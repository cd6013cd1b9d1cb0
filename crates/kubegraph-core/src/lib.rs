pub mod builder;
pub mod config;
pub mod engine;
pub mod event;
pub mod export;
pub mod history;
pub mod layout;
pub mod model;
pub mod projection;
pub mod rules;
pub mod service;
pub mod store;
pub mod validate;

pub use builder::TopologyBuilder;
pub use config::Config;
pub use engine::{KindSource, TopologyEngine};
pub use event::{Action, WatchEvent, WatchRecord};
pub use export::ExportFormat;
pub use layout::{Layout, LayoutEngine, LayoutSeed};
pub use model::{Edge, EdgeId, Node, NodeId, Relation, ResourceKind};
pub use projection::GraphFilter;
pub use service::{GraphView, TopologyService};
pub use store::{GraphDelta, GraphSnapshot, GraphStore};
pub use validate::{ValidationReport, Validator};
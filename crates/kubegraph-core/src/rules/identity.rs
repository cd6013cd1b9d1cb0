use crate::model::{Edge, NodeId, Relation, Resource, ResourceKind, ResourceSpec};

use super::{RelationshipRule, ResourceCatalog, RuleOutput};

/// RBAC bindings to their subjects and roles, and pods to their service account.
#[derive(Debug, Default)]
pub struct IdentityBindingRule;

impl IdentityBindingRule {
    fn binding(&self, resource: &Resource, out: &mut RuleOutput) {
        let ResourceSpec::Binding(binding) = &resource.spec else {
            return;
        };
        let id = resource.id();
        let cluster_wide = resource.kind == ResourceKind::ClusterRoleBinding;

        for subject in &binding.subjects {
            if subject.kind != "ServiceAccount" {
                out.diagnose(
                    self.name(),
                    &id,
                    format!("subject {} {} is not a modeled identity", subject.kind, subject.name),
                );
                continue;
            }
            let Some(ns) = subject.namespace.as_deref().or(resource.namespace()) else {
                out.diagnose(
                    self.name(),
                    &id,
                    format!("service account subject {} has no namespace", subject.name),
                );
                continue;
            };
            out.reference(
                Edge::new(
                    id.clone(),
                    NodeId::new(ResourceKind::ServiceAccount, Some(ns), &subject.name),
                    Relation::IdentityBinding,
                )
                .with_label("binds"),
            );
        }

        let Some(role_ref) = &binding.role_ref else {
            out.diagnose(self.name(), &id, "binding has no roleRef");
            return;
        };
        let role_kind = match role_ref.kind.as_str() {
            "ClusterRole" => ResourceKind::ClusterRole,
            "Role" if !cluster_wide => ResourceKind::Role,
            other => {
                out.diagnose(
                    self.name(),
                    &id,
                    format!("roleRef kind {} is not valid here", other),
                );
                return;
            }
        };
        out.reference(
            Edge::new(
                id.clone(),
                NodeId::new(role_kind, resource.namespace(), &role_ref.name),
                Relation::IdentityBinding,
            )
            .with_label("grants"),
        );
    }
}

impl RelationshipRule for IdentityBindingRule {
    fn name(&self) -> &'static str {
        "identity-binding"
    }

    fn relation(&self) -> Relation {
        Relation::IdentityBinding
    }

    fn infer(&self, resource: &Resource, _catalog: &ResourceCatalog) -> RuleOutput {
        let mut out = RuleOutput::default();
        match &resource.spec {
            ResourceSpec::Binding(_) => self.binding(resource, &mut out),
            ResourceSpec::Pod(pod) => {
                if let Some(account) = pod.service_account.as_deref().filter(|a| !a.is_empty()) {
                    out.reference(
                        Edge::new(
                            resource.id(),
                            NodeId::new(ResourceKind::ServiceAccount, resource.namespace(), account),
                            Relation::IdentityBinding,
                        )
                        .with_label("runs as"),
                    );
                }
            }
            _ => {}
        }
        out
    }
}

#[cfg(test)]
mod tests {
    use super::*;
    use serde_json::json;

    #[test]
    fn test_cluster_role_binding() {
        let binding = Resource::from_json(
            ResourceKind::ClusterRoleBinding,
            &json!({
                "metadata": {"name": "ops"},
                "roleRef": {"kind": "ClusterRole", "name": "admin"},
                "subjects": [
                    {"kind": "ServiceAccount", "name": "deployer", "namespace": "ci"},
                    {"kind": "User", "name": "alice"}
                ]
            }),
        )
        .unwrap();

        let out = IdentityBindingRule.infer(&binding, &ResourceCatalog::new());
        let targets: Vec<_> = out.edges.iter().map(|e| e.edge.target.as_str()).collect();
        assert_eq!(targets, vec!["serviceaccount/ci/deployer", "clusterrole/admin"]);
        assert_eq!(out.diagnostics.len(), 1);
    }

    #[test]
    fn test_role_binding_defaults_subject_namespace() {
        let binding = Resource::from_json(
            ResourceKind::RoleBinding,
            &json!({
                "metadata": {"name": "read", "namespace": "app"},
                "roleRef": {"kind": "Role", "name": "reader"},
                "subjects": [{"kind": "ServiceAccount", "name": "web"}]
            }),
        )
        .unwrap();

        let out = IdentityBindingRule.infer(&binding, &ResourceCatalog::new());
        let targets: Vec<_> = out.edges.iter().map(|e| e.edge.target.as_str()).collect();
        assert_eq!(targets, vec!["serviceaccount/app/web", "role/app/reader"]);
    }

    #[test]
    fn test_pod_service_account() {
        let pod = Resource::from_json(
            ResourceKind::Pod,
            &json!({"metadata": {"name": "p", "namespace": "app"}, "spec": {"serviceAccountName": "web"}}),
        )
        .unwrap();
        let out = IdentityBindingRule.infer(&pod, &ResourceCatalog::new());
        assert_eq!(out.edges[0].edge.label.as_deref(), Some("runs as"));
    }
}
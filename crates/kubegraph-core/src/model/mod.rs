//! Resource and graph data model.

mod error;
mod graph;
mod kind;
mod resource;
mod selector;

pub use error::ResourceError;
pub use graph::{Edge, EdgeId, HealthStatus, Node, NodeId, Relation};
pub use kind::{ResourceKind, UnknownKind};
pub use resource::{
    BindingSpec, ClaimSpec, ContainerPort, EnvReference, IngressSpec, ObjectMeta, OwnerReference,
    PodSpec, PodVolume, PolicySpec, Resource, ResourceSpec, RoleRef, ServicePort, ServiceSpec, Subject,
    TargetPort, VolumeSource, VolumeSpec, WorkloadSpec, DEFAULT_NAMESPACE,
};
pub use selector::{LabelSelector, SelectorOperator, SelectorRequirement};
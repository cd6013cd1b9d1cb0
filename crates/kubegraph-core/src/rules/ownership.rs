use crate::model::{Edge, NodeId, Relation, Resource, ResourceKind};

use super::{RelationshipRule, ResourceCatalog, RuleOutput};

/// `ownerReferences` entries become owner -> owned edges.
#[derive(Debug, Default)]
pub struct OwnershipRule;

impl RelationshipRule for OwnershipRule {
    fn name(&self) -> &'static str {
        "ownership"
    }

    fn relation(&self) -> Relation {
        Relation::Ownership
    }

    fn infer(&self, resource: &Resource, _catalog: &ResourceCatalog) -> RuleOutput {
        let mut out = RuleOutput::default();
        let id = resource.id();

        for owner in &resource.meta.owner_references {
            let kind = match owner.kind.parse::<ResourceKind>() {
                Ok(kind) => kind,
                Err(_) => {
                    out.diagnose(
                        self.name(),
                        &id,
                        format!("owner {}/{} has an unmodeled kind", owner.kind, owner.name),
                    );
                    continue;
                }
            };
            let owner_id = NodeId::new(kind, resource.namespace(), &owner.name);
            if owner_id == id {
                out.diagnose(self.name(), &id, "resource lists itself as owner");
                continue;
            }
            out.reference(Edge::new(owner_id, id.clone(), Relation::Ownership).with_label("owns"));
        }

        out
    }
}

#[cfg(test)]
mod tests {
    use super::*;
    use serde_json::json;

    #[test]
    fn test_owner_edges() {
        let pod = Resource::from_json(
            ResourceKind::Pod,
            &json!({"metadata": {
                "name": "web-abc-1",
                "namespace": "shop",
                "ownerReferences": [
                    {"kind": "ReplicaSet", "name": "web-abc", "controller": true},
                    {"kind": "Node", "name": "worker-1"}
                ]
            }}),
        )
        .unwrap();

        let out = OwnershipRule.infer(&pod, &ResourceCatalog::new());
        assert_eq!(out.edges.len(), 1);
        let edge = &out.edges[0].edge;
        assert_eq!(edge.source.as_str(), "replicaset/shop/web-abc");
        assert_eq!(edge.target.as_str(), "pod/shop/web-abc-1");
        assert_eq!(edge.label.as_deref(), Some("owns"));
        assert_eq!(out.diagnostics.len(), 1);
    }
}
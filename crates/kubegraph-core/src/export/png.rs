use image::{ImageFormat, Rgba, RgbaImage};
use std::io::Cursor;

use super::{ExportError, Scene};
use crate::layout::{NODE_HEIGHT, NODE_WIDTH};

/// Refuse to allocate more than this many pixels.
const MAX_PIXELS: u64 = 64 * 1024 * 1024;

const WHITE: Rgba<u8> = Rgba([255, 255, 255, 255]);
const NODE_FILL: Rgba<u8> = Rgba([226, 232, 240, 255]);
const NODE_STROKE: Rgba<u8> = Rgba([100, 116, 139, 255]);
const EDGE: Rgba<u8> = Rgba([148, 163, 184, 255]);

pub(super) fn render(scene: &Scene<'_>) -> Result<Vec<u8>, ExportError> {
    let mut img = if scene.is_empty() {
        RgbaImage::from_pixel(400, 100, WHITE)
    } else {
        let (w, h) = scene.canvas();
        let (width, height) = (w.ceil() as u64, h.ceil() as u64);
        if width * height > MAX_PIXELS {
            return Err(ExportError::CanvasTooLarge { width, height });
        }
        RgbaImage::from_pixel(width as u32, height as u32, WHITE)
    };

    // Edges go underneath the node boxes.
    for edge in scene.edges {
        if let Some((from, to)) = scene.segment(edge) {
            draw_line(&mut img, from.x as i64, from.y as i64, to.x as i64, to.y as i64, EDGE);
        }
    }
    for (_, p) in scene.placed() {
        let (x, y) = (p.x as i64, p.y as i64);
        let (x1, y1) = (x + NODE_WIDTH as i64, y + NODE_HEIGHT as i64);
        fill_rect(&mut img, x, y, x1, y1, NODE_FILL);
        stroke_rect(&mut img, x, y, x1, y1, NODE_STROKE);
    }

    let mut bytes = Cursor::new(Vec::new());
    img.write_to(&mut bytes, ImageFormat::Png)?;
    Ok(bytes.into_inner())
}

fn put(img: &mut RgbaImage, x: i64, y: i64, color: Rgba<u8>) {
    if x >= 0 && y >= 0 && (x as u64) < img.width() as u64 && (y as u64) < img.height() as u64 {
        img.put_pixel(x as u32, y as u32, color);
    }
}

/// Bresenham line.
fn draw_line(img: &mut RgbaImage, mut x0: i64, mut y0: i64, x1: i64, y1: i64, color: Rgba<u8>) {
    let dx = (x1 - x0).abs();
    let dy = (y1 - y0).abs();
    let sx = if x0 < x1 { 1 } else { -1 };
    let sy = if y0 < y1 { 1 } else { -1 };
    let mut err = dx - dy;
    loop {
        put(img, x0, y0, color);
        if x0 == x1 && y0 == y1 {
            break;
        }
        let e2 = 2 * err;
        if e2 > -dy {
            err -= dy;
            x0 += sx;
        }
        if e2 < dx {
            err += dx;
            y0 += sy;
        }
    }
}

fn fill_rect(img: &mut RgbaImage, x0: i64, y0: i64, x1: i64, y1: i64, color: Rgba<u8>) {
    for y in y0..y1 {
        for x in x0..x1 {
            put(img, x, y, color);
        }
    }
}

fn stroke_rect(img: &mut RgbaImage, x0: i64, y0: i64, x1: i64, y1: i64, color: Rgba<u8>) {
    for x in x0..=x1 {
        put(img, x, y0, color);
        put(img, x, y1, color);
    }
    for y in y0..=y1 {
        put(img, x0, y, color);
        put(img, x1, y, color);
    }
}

____________

» **YOUR OBJECTIVE**
Lines holding "ResourceSpec": count them across the data and reply with the number alone.

» **SOLUTION FOR THIS PROBLEM**
5